Stored data entries:
__________________________________________________
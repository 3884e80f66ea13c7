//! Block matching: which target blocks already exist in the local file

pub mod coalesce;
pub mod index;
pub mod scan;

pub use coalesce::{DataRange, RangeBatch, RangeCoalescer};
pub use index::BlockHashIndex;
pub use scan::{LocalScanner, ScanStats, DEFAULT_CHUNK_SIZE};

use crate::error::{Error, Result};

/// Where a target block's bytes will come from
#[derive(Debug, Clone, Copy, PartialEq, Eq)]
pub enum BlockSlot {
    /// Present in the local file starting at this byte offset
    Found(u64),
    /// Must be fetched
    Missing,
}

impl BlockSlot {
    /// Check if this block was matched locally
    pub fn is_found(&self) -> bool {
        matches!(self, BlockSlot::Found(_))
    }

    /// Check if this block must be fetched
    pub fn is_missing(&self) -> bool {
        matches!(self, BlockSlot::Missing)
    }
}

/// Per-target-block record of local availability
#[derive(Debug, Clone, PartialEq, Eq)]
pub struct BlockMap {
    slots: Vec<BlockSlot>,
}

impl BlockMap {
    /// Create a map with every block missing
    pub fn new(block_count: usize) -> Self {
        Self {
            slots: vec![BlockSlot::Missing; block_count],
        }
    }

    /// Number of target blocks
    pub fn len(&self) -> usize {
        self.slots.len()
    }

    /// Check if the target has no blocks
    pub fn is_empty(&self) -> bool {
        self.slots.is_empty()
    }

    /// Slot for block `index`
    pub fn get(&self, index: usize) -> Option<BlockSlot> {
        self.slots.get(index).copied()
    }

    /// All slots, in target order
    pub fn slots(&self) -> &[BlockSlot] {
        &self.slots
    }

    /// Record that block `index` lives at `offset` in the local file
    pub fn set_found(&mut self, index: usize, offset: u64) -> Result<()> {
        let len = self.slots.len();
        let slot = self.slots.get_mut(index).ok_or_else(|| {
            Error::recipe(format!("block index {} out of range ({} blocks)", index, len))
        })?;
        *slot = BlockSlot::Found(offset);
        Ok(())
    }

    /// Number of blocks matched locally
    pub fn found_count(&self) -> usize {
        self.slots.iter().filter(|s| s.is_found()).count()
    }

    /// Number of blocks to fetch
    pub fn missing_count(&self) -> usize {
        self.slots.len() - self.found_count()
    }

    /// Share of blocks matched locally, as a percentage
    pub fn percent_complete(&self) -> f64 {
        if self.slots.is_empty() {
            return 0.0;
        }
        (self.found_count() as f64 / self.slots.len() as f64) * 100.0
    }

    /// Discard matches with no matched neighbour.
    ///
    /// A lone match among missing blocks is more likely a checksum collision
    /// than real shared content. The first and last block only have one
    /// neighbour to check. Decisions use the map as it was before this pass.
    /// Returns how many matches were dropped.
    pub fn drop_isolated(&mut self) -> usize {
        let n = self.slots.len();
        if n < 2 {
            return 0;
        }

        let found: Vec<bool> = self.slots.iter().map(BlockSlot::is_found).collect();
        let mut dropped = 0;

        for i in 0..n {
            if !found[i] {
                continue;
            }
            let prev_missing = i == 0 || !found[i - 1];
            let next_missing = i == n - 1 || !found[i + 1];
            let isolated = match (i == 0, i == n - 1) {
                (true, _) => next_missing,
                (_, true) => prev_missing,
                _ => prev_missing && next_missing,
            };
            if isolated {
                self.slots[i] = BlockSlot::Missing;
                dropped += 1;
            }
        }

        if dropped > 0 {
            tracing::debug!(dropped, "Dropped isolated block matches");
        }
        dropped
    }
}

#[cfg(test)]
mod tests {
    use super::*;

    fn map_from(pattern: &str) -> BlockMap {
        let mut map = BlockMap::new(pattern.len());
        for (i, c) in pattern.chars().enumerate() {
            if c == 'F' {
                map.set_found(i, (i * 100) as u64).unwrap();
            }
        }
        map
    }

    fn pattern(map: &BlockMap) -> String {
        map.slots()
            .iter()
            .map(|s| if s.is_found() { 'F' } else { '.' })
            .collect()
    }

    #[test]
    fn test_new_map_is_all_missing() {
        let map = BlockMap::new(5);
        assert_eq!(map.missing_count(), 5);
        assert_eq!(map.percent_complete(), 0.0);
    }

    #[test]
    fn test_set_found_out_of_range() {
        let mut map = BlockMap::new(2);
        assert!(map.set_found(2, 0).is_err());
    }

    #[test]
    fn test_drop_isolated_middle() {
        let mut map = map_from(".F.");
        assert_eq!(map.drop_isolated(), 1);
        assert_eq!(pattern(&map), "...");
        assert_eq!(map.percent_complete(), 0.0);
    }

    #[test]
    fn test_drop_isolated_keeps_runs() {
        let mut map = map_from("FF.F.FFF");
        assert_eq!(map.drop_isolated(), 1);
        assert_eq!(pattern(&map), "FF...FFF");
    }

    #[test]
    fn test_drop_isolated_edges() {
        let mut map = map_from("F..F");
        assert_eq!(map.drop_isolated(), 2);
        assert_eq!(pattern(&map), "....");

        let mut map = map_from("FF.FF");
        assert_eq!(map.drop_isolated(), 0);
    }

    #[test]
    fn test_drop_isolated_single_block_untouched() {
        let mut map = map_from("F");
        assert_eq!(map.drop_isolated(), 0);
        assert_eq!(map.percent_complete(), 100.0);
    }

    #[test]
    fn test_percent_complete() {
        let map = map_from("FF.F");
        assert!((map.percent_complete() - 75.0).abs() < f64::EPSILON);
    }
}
__________________________________________________
■ **What to do**: Start at the first line of the entries and stop at the line that contains "was matched locally". Repeat every line in that span exactly, and nothing beyond it.

■ **Output of the task**:
repository 3884e80f66ea13c7
//! Block matching: which target blocks already exist in the local file

pub mod coalesce;
pub mod index;
pub mod scan;

pub use coalesce::{DataRange, RangeBatch, RangeCoalescer};
pub use index::BlockHashIndex;
pub use scan::{LocalScanner, ScanStats, DEFAULT_CHUNK_SIZE};

use crate::error::{Error, Result};

/// Where a target block's bytes will come from
#[derive(Debug, Clone, Copy, PartialEq, Eq)]
pub enum BlockSlot {
    /// Present in the local file starting at this byte offset
    Found(u64),
    /// Must be fetched
    Missing,
}

impl BlockSlot {
    /// Check if this block was matched locally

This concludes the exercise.